Now, Charles Suffield, though an excellent fellow under the ordinary circumstances of life, was not the man to stand by a friend at a pinch, if the said pinch should chance to be of abnormal tightness. He was one of those good, commonplace souls to whom a public scandal is a thing of terror; wherefore it is not surprising that, when he came to learn that the friend with whom he and his had been upon such intimate terms, had stood his trial for murder of a peculiarly brutal and sordid nature, narrowly escaping conviction, and that only on the cleverness and eloquence of his counsel rather than on the merits of the case, it is not surprising, we repeat, that he should have been, to use his own definition, knocked end ways. He remembered that friend’s studied reticence, instances of which were continually cropping up, and how they had all frequently laughed at and over such; now these all stood accounted for. The whole thing was hideous, hideous beyond words; less the actual murder than the motive—the pitiful, paltry robbery which had prompted it. And to think that the man should have been mixing with them all this while upon intimate terms. And Mona—oh, great Heavens! what amount of mischief might not be done there?
Suffield’s mind, being largely diluted with commonplace, floundered about in a panic, landing its owner in rather a contemptible hole. For in his horror of scandal, and disgust for the reputed crime, he was quite ready to condemn his former friend right out of hand. His reasoning was of the feminine order, “Everybody says so, therefore it must be true.” Curiously enough it was from a feminine mind that a little wholesome common sense was brought to bear upon the question—the mind of his wife, to wit.
“I won’t believe it, even now,” said Grace sturdily; perhaps with a vivid recollection of that awful post-cart journey, the flooded river, and the broken cord. “There may be some explanation, but anyhow it seems rather unfair to put a man on his trial again after he has been acquitted.”

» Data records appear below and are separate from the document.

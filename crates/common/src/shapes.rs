use glam::Vec2;
use serde::{Deserialize, Serialize};

use crate::types::Footprint;

/// Factor by which mover circles are inflated relative to their footprint,
/// so near-misses still register for interaction checks.
pub const MOVER_COLLIDER_INFLATION: f32 = 1.25;

/// Axis-aligned bounding box.
#[derive(Debug, Clone, Copy, PartialEq, Serialize, Deserialize)]
pub struct Aabb {
    pub min: Vec2,
    pub max: Vec2,
}

impl Aabb {
    /// Box anchored at its top-left corner, matching footprint anchoring.
    pub fn from_origin_size(origin: Vec2, width: f32, height: f32) -> Self {
        Self {
            min: origin,
            max: origin + Vec2::new(width, height),
        }
    }

    /// Box centered on `center`.
    pub fn centered(center: Vec2, width: f32, height: f32) -> Self {
        let half = Vec2::new(width, height) * 0.5;
        Self {
            min: center - half,
            max: center + half,
        }
    }

    pub fn width(&self) -> f32 {
        self.max.x - self.min.x
    }

    pub fn height(&self) -> f32 {
        self.max.y - self.min.y
    }

    pub fn center(&self) -> Vec2 {
        (self.min + self.max) * 0.5
    }

    /// Move the box so its top-left corner sits at `origin`.
    pub fn set_origin(&mut self, origin: Vec2) {
        let size = self.max - self.min;
        self.min = origin;
        self.max = origin + size;
    }
}

/// Circle collider; `center` tracks the owning entity's footprint position.
#[derive(Debug, Clone, Copy, PartialEq, Serialize, Deserialize)]
pub struct Circle {
    pub center: Vec2,
    pub radius: f32,
}

impl Circle {
    pub fn new(center: Vec2, radius: f32) -> Self {
        Self { center, radius }
    }
}

/// Collision shape carried by an entity.
#[derive(Debug, Clone, Copy, PartialEq, Serialize, Deserialize)]
pub enum Collider {
    Box(Aabb),
    Circle(Circle),
}

impl Collider {
    /// Corner-anchored box matching the footprint.
    pub fn box_for(footprint: &Footprint) -> Self {
        Collider::Box(Aabb::from_origin_size(
            footprint.position,
            footprint.width,
            footprint.height,
        ))
    }

    /// Box centered on the footprint position.
    pub fn centered_box_for(footprint: &Footprint) -> Self {
        Collider::Box(Aabb::centered(
            footprint.position,
            footprint.width,
            footprint.height,
        ))
    }

    /// Inflated circle for a mover, centered on the footprint position.
    pub fn circle_for(footprint: &Footprint) -> Self {
        Collider::Circle(Circle::new(
            footprint.position,
            footprint.width * 0.5 * MOVER_COLLIDER_INFLATION,
        ))
    }

    /// Re-anchor the shape after the footprint position changed.
    pub fn set_position(&mut self, position: Vec2) {
        match self {
            Collider::Box(aabb) => aabb.set_origin(position),
            Collider::Circle(circle) => circle.center = position,
        }
    }

    /// Extent used by the membership re-check arithmetic: how far the shape
    /// can travel before a fresh edge test is owed.
    pub fn probe_diameter(&self) -> f32 {
        match self {
            Collider::Box(aabb) => aabb.width().min(aabb.height()),
            Collider::Circle(circle) => circle.radius * 2.0,
        }
    }
}
use swarmspace_common::{Category, ConfigError, EntityId, Footprint, SimConfig};
use swarmspace_kernel::World;

use crate::grid::Grid;

/// World plus grid behind the single per-frame entry point.
///
/// The external driver supplies delta time; deferred effects, cell
/// scheduling, steering, movement and membership all happen synchronously
/// inside [`Simulation::tick`].
#[derive(Debug, Clone)]
pub struct Simulation {
    world: World,
    grid: Grid,
}

impl Simulation {
    /// Validate the configuration and build an empty world with its grid.
    pub fn new(config: SimConfig) -> Result<Self, ConfigError> {
        Self::with_seed(config, 0)
    }

    pub fn with_seed(config: SimConfig, seed: u64) -> Result<Self, ConfigError> {
        let world = World::with_seed(config, seed)?;
        let grid = Grid::new(world.config(), seed);
        Ok(Self { world, grid })
    }

    pub fn world(&self) -> &World {
        &self.world
    }

    pub fn world_mut(&mut self) -> &mut World {
        &mut self.world
    }

    pub fn grid(&self) -> &Grid {
        &self.grid
    }

    pub fn grid_mut(&mut self) -> &mut Grid {
        &mut self.grid
    }

    /// Advance one frame: clock and deferred effects first, then every
    /// cell's staggered update.
    pub fn tick(&mut self, delta: f32) {
        self.world.begin_tick(delta);
        self.grid.update(&mut self.world);
    }

    /// Spawn a mover and place it into its starting cells (full scan).
    pub fn spawn_mover(&mut self, category: Category, footprint: Footprint) -> EntityId {
        let id = self.world.spawn(category, footprint);
        self.grid.place(&mut self.world, id);
        id
    }

    /// Spawn a static or item entity and register it once.
    pub fn spawn_fixture(&mut self, category: Category, footprint: Footprint) -> EntityId {
        let id = self.world.spawn(category, footprint);
        self.grid.register_static(&self.world, id);
        id
    }
}
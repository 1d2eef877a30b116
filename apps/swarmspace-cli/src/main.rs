use std::path::PathBuf;

use clap::{Parser, Subcommand};
use tracing_subscriber::EnvFilter;

use swarmspace_common::{Category, Footprint, SimConfig};
use swarmspace_grid::Simulation;
use swarmspace_kernel::{splitmix64, WorldEvent};

#[derive(Parser)]
#[command(name = "swarmspace-cli", about = "Headless driver for the swarmspace simulation")]
struct Cli {
    /// Enable verbose logging
    #[arg(short, long)]
    verbose: bool,

    #[command(subcommand)]
    command: Commands,
}

#[derive(Subcommand)]
enum Commands {
    /// Print version and the default configuration
    Info,
    /// Run a headless simulation and report stats
    Run {
        /// Number of ticks to simulate
        #[arg(short, long, default_value = "600")]
        ticks: u64,
        /// Followers chained behind the player
        #[arg(long, default_value = "8")]
        friends: usize,
        /// Hostile movers scattered over the world
        #[arg(long, default_value = "16")]
        foes: usize,
        /// Static obstacles scattered over the world
        #[arg(long, default_value = "12")]
        walls: usize,
        /// Seed for cell phases and placement
        #[arg(short, long, default_value = "42")]
        seed: u64,
        /// Delta time passed to every tick
        #[arg(short, long, default_value = "1.0")]
        delta: f32,
        /// Optional JSON config file overriding the defaults
        #[arg(short, long)]
        config: Option<PathBuf>,
    },
}

fn main() -> anyhow::Result<()> {
    let cli = Cli::parse();

    let filter = if cli.verbose { "debug" } else { "info" };
    tracing_subscriber::fmt()
        .with_env_filter(EnvFilter::new(filter))
        .init();

    match cli.command {
        Commands::Info => {
            println!("swarmspace-cli v{}", env!("CARGO_PKG_VERSION"));
            let config = SimConfig::default();
            println!("{}", serde_json::to_string_pretty(&config)?);
        }
        Commands::Run {
            ticks,
            friends,
            foes,
            walls,
            seed,
            delta,
            config,
        } => {
            let config = match config {
                Some(path) => serde_json::from_str(&std::fs::read_to_string(path)?)?,
                None => SimConfig::default(),
            };
            run(config, ticks, friends, foes, walls, seed, delta)?;
        }
    }

    Ok(())
}

fn run(
    config: SimConfig,
    ticks: u64,
    friends: usize,
    foes: usize,
    walls: usize,
    seed: u64,
    delta: f32,
) -> anyhow::Result<()> {
    let width = config.world_width;
    let height = config.world_height;
    let mut sim = Simulation::with_seed(config, seed)?;

    let player = sim.spawn_mover(
        Category::Player,
        Footprint::new(width / 2.0, height / 2.0, 8.0, 8.0),
    );

    // Followers spawn on the player and chain each to the one before it.
    let mut chain_head = player;
    for _ in 0..friends {
        let friend = sim.spawn_mover(
            Category::Friend,
            Footprint::new(width / 2.0, height / 2.0, 8.0, 8.0),
        );
        let _ = sim.world_mut().set_target(friend, Some(chain_head), false);
        chain_head = friend;
    }

    // Foes and walls scatter deterministically from the seed.
    let mut state = seed;
    let mut scatter = |extent: f32| {
        state = splitmix64(state);
        (state % 10_000) as f32 / 10_000.0 * extent
    };
    for _ in 0..foes {
        let (x, y) = (scatter(width), scatter(height));
        let foe = sim.spawn_mover(Category::Foe, Footprint::new(x, y, 8.0, 8.0));
        let _ = sim.world_mut().set_target(foe, Some(player), false);
    }
    for _ in 0..walls {
        let (x, y) = (scatter(width), scatter(height));
        let _ = sim.spawn_fixture(Category::Static, Footprint::new(x, y, 24.0, 24.0));
    }

    tracing::info!(
        entities = sim.world().entity_count(),
        cells = sim.grid().cell_count(),
        "simulation ready"
    );

    let mut contacts = 0usize;
    for _ in 0..ticks {
        sim.tick(delta);
        contacts += sim
            .world_mut()
            .drain_events()
            .iter()
            .filter(|e| matches!(e, WorldEvent::Contact { .. }))
            .count();
    }

    let stats = sim.grid().stats();
    println!("Ran {ticks} ticks ({} entities)", sim.world().entity_count());
    println!("Contacts recorded: {contacts}");
    println!(
        "Last tick: {} cells updated, {} mover steps, {} membership checks, {} full scans",
        stats.cells_updated, stats.mover_steps, stats.membership_checks, stats.full_scans
    );
    if let Some(entity) = sim.world().get(player) {
        println!(
            "Player at ({:.1}, {:.1})",
            entity.footprint.position.x, entity.footprint.position.y
        );
    }

    Ok(())
}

“Where there’s smoke there must be fire,” rejoined Suffield, with proud originality. “And here I’m afraid there must be a great deal more fire than smoke.”
“Still I won’t believe it. Looking at only one side of the question is supposed to be a feminine characteristic. It strikes me that our sex has been libelled.”
“That’s all very well, Grace, but we’ve got to be practical. What about Mona? They are engaged.”
“Not actually.”
“Well, as good as. It amounts to the same thing.”
“I don’t know,” was the reply, more thoughtfully given. “Speak to her yourself about it.”